▶ **Your assignment**
The records that follow must be printed exactly as they are.
+++
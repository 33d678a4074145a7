//! Name collision handling for appended members.
//!
//! A proposed name collides with the archive when a member of that exact
//! name exists, or when an earlier rename left a member named
//! `base_<n><ext>` behind. So once `report.txt` has been renamed to
//! `report_1.txt`, both names count as taken for the next append.

use std::fmt;
use std::sync::Arc;

use crate::archive_path::split_extension;
use crate::{Error, Result};

use super::members::MemberSet;

/// Decides whether a colliding member should be kept under a new name.
pub trait CollisionPrompt: Send + Sync {
    /// Returns true to store `name` under a suffixed name, false to skip it.
    fn confirm(&self, name: &str) -> bool;
}

impl<F> CollisionPrompt for F
where
    F: Fn(&str) -> bool + Send + Sync,
{
    fn confirm(&self, name: &str) -> bool {
        self(name)
    }
}

/// What to do when an appended member collides with an existing one.
#[derive(Clone, Default)]
pub enum CollisionPolicy {
    /// Store the new member under the first free `name_<n>.ext`.
    #[default]
    Rename,
    /// Leave the new member out.
    Skip,
    /// Abort the whole operation with [`Error::EntryExists`].
    Fail,
    /// Ask the prompt once per collision.
    Ask(Arc<dyn CollisionPrompt>),
}

impl CollisionPolicy {
    /// Wraps a prompt into [`CollisionPolicy::Ask`].
    pub fn ask(prompt: impl CollisionPrompt + 'static) -> Self {
        Self::Ask(Arc::new(prompt))
    }

    /// Resolves a proposed name against the current members.
    ///
    /// Directories never collide; pass `is_dir` to exempt them.
    ///
    /// # Errors
    ///
    /// Returns [`Error::EntryExists`] under [`CollisionPolicy::Fail`].
    pub fn resolve(&self, name: &str, is_dir: bool, members: &MemberSet) -> Result<Resolution> {
        if is_dir || !collides(members, name) {
            return Ok(Resolution::Original);
        }
        let accept = match self {
            Self::Rename => true,
            Self::Skip => false,
            Self::Fail => {
                return Err(Error::EntryExists {
                    path: name.to_string(),
                });
            }
            Self::Ask(prompt) => prompt.confirm(name),
        };
        if accept {
            Ok(Resolution::Renamed(next_free_name(members, name)))
        } else {
            Ok(Resolution::Abandon)
        }
    }
}

impl fmt::Debug for CollisionPolicy {
    fn fmt(&self, f: &mut fmt::Formatter<'_>) -> fmt::Result {
        match self {
            Self::Rename => f.write_str("Rename"),
            Self::Skip => f.write_str("Skip"),
            Self::Fail => f.write_str("Fail"),
            Self::Ask(_) => f.write_str("Ask(..)"),
        }
    }
}

/// Outcome of collision resolution.
#[derive(Debug, Clone, PartialEq, Eq)]
pub enum Resolution {
    /// Use the proposed name.
    Original,
    /// Use this suffixed name instead.
    Renamed(String),
    /// Do not add the member.
    Abandon,
}

/// Returns true if `name` collides with a member of `members`.
pub fn collides(members: &MemberSet, name: &str) -> bool {
    if members.contains(name) {
        return true;
    }
    let (base, ext) = split_extension(name);
    members.names().any(|existing| is_suffixed_variant(existing, base, ext))
}

/// Returns the first `base_<n><ext>`, counting from 1, that does not
/// collide.
pub fn next_free_name(members: &MemberSet, name: &str) -> String {
    let (base, ext) = split_extension(name);
    let mut counter: u64 = 1;
    loop {
        let candidate = format!("{}_{}{}", base, counter, ext);
        if !collides(members, &candidate) {
            return candidate;
        }
        counter += 1;
    }
}

fn is_suffixed_variant(existing: &str, base: &str, ext: &str) -> bool {
    existing
        .strip_prefix(base)
        .and_then(|rest| rest.strip_prefix('_'))
        .and_then(|rest| rest.strip_suffix(ext))
        .is_some_and(|digits| !digits.is_empty() && digits.bytes().all(|b| b.is_ascii_digit()))
}
//! Writing a rebuilt archive over the original file.

use std::fs::{self, OpenOptions};
use std::io::{self, Seek, SeekFrom, Write};
use std::path::Path;

use crate::Result;

/// Replaces the contents of `path` with `bytes`.
///
/// The caller renders `bytes` completely before calling this, so every
/// failure up to that point leaves the file as it was. The file is created
/// if it does not exist; otherwise it is truncated in place and its original
/// permissions are restored afterwards. A failure during the write itself
/// can leave the file truncated.
///
/// # Errors
///
/// Returns [`Error::Io`](crate::Error::Io) for any filesystem failure.
pub fn commit(path: &Path, bytes: &[u8]) -> Result<()> {
    let preserved = match fs::metadata(path) {
        Ok(metadata) => Some(metadata.permissions()),
        Err(e) if e.kind() == io::ErrorKind::NotFound => None,
        Err(e) => return Err(e.into()),
    };

    let mut file = OpenOptions::new()
        .write(true)
        .create(true)
        .truncate(false)
        .open(path)?;
    file.set_len(0)?;
    file.seek(SeekFrom::Start(0))?;
    file.write_all(bytes)?;
    file.sync_all()?;
    drop(file);

    if let Some(permissions) = preserved {
        fs::set_permissions(path, permissions)?;
    }
    log::debug!("committed {} bytes to {}", bytes.len(), path.display());
    Ok(())
}
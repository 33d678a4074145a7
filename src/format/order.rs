//! Canonical member order.
//!
//! Names are compared `/`-segment by segment, each segment byte-wise; when
//! one name's segments are a prefix of the other's, the shorter sorts first.
//! So `a/b` sorts before `a/b/c` and `a/c`, and a directory is always
//! immediately followed by its subtree.

use std::cmp::Ordering;
use std::collections::HashMap;

use crate::archive_path::trim_dir_suffix;

use super::entry::Entry;

/// Compares two member names in canonical order.
///
/// ```
/// use std::cmp::Ordering;
/// use retar::format::order::compare_names;
///
/// assert_eq!(compare_names("a/b", "a/b/c"), Ordering::Less);
/// assert_eq!(compare_names("a/b/c", "a/c"), Ordering::Less);
/// assert_eq!(compare_names("a.txt", "a/b"), Ordering::Less);
/// ```
pub fn compare_names(a: &str, b: &str) -> Ordering {
    let mut left = a.split('/');
    let mut right = b.split('/');
    loop {
        match (left.next(), right.next()) {
            (Some(l), Some(r)) => match l.as_bytes().cmp(r.as_bytes()) {
                Ordering::Equal => continue,
                unequal => return unequal,
            },
            (None, Some(_)) => return Ordering::Less,
            (Some(_), None) => return Ordering::Greater,
            (None, None) => return Ordering::Equal,
        }
    }
}

/// Puts members into canonical order and strips trailing `/` from names.
///
/// If stripping makes two names equal, the member whose stored name was
/// already canonical is kept and the other is dropped with a warning. The
/// result depends only on the set of members, not on the input order.
pub fn reorder(entries: impl IntoIterator<Item = Entry>) -> Vec<Entry> {
    let mut by_name: HashMap<String, Entry> = HashMap::new();
    for entry in entries {
        let canonical = entry.canonical_name().to_string();
        match by_name.get(&canonical) {
            Some(kept) if rank(kept) <= rank(&entry) => {
                log::warn!(
                    "dropping '{}': '{}' already names the same member",
                    entry.name,
                    kept.name
                );
            }
            Some(kept) => {
                log::warn!(
                    "dropping '{}': '{}' already names the same member",
                    kept.name,
                    entry.name
                );
                by_name.insert(canonical, entry);
            }
            None => {
                by_name.insert(canonical, entry);
            }
        }
    }

    let mut ordered: Vec<Entry> = by_name
        .into_iter()
        .map(|(canonical, mut entry)| {
            entry.name = canonical;
            entry
        })
        .collect();
    ordered.sort_by(|a, b| compare_names(&a.name, &b.name));
    ordered
}

/// Already-canonical names win, then the shortest stored name.
fn rank(entry: &Entry) -> (bool, usize) {
    (
        entry.name.len() != trim_dir_suffix(&entry.name).len(),
        entry.name.len(),
    )
}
+++
▶ **Solution for this problem**
repository 33d678a4074145a7
//! Name collision handling for appended members.
//!
//! A proposed name collides with the archive when a member of that exact
//! name exists, or when an earlier rename left a member named
//! `base_<n><ext>` behind. So once `report.txt` has been renamed to
//! `report_1.txt`, both names count as taken for the next append.

use std::fmt;
use std::sync::Arc;

use crate::archive_path::split_extension;
use crate::{Error, Result};

use super::members::MemberSet;

/// Decides whether a colliding member should be kept under a new name.
pub trait CollisionPrompt: Send + Sync {
    /// Returns true to store `name` under a suffixed name, false to skip it.
    fn confirm(&self, name: &str) -> bool;
}

impl<F> CollisionPrompt for F
where
    F: Fn(&str) -> bool + Send + Sync,
{
    fn confirm(&self, name: &str) -> bool {
        self(name)
    }
}

/// What to do when an appended member collides with an existing one.
#[derive(Clone, Default)]
pub enum CollisionPolicy {
    /// Store the new member under the first free `name_<n>.ext`.
    #[default]
    Rename,
    /// Leave the new member out.
    Skip,
    /// Abort the whole operation with [`Error::EntryExists`].
    Fail,
    /// Ask the prompt once per collision.
    Ask(Arc<dyn CollisionPrompt>),
}

impl CollisionPolicy {
    /// Wraps a prompt into [`CollisionPolicy::Ask`].
    pub fn ask(prompt: impl CollisionPrompt + 'static) -> Self {
        Self::Ask(Arc::new(prompt))
    }

    /// Resolves a proposed name against the current members.
    ///
    /// Directories never collide; pass `is_dir` to exempt them.
    ///
    /// # Errors
    ///
    /// Returns [`Error::EntryExists`] under [`CollisionPolicy::Fail`].
    pub fn resolve(&self, name: &str, is_dir: bool, members: &MemberSet) -> Result<Resolution> {
        if is_dir || !collides(members, name) {
            return Ok(Resolution::Original);
        }
        let accept = match self {
            Self::Rename => true,
            Self::Skip => false,
            Self::Fail => {
                return Err(Error::EntryExists {
                    path: name.to_string(),
                });
            }
            Self::Ask(prompt) => prompt.confirm(name),
        };
        if accept {
            Ok(Resolution::Renamed(next_free_name(members, name)))
        } else {
            Ok(Resolution::Abandon)
        }
    }
}

impl fmt::Debug for CollisionPolicy {
    fn fmt(&self, f: &mut fmt::Formatter<'_>) -> fmt::Result {
        match self {
            Self::Rename => f.write_str("Rename"),
            Self::Skip => f.write_str("Skip"),
            Self::Fail => f.write_str("Fail"),
            Self::Ask(_) => f.write_str("Ask(..)"),
        }
    }
}

/// Outcome of collision resolution.
#[derive(Debug, Clone, PartialEq, Eq)]
pub enum Resolution {
    /// Use the proposed name.
    Original,
    /// Use this suffixed name instead.
    Renamed(String),
    /// Do not add the member.
    Abandon,
}

/// Returns true if `name` collides with a member of `members`.
pub fn collides(members: &MemberSet, name: &str) -> bool {
    if members.contains(name) {
        return true;
    }
    let (base, ext) = split_extension(name);
    members.names().any(|existing| is_suffixed_variant(existing, base, ext))
}

/// Returns the first `base_<n><ext>`, counting from 1, that does not
/// collide.
pub fn next_free_name(members: &MemberSet, name: &str) -> String {
    let (base, ext) = split_extension(name);
    let mut counter: u64 = 1;
    loop {
        let candidate = format!("{}_{}{}", base, counter, ext);
        if !collides(members, &candidate) {
            return candidate;
        }
        counter += 1;
    }
}

fn is_suffixed_variant(existing: &str, base: &str, ext: &str) -> bool {
    existing
        .strip_prefix(base)
        .and_then(|rest| rest.strip_prefix('_'))
        .and_then(|rest| rest.strip_suffix(ext))
        .is_some_and(|digits| !digits.is_empty() && digits.bytes().all(|b| b.is_ascii_digit()))
}
//! Writing a rebuilt archive over the original file.

use std::fs::{self, OpenOptions};
use std::io::{self, Seek, SeekFrom, Write};
use std::path::Path;

use crate::Result;

/// Replaces the contents of `path` with `bytes`.
///
/// The caller renders `bytes` completely before calling this, so every
/// failure up to that point leaves the file as it was. The file is created
/// if it does not exist; otherwise it is truncated in place and its original
/// permissions are restored afterwards. A failure during the write itself
/// can leave the file truncated.
///
/// # Errors
///
/// Returns [`Error::Io`](crate::Error::Io) for any filesystem failure.
pub fn commit(path: &Path, bytes: &[u8]) -> Result<()> {
    let preserved = match fs::metadata(path) {
        Ok(metadata) => Some(metadata.permissions()),
        Err(e) if e.kind() == io::ErrorKind::NotFound => None,
        Err(e) => return Err(e.into()),
    };

    let mut file = OpenOptions::new()
        .write(true)
        .create(true)
        .truncate(false)
        .open(path)?;
    file.set_len(0)?;
    file.seek(SeekFrom::Start(0))?;
    file.write_all(bytes)?;
    file.sync_all()?;
    drop(file);

    if let Some(permissions) = preserved {
        fs::set_permissions(path, permissions)?;
    }
    log::debug!("committed {} bytes to {}", bytes.len(), path.display());
    Ok(())
}
repository 33d678a4074145a7
filename src/format/order.rs
//! Canonical member order.
//!
//! Names are compared `/`-segment by segment, each segment byte-wise; when
//! one name's segments are a prefix of the other's, the shorter sorts first.
//! So `a/b` sorts before `a/b/c` and `a/c`, and a directory is always
//! immediately followed by its subtree.

use std::cmp::Ordering;
use std::collections::HashMap;

use crate::archive_path::trim_dir_suffix;

use super::entry::Entry;

/// Compares two member names in canonical order.
///
/// ```
/// use std::cmp::Ordering;
/// use retar::format::order::compare_names;
///
/// assert_eq!(compare_names("a/b", "a/b/c"), Ordering::Less);
/// assert_eq!(compare_names("a/b/c", "a/c"), Ordering::Less);
/// assert_eq!(compare_names("a.txt", "a/b"), Ordering::Less);
/// ```
pub fn compare_names(a: &str, b: &str) -> Ordering {
    let mut left = a.split('/');
    let mut right = b.split('/');
    loop {
        match (left.next(), right.next()) {
            (Some(l), Some(r)) => match l.as_bytes().cmp(r.as_bytes()) {
                Ordering::Equal => continue,
                unequal => return unequal,
            },
            (None, Some(_)) => return Ordering::Less,
            (Some(_), None) => return Ordering::Greater,
            (None, None) => return Ordering::Equal,
        }
    }
}

/// Puts members into canonical order and strips trailing `/` from names.
///
/// If stripping makes two names equal, the member whose stored name was
/// already canonical is kept and the other is dropped with a warning. The
/// result depends only on the set of members, not on the input order.
pub fn reorder(entries: impl IntoIterator<Item = Entry>) -> Vec<Entry> {
    let mut by_name: HashMap<String, Entry> = HashMap::new();
    for entry in entries {
        let canonical = entry.canonical_name().to_string();
        match by_name.get(&canonical) {
            Some(kept) if rank(kept) <= rank(&entry) => {
                log::warn!(
                    "dropping '{}': '{}' already names the same member",
                    entry.name,
                    kept.name
                );
            }
            Some(kept) => {
                log::warn!(
                    "dropping '{}': '{}' already names the same member",
                    kept.name,
                    entry.name
                );
                by_name.insert(canonical, entry);
            }
            None => {
                by_name.insert(canonical, entry);
            }
        }
    }

    let mut ordered: Vec<Entry> = by_name
        .into_iter()
        .map(|(canonical, mut entry)| {
            entry.name = canonical;
            entry
        })
        .collect();
    ordered.sort_by(|a, b| compare_names(&a.name, &b.name));
    ordered
}

/// Already-canonical names win, then the shortest stored name.
fn rank(entry: &Entry) -> (bool, usize) {
    (
        entry.name.len() != trim_dir_suffix(&entry.name).len(),
        entry.name.len(),
    )
}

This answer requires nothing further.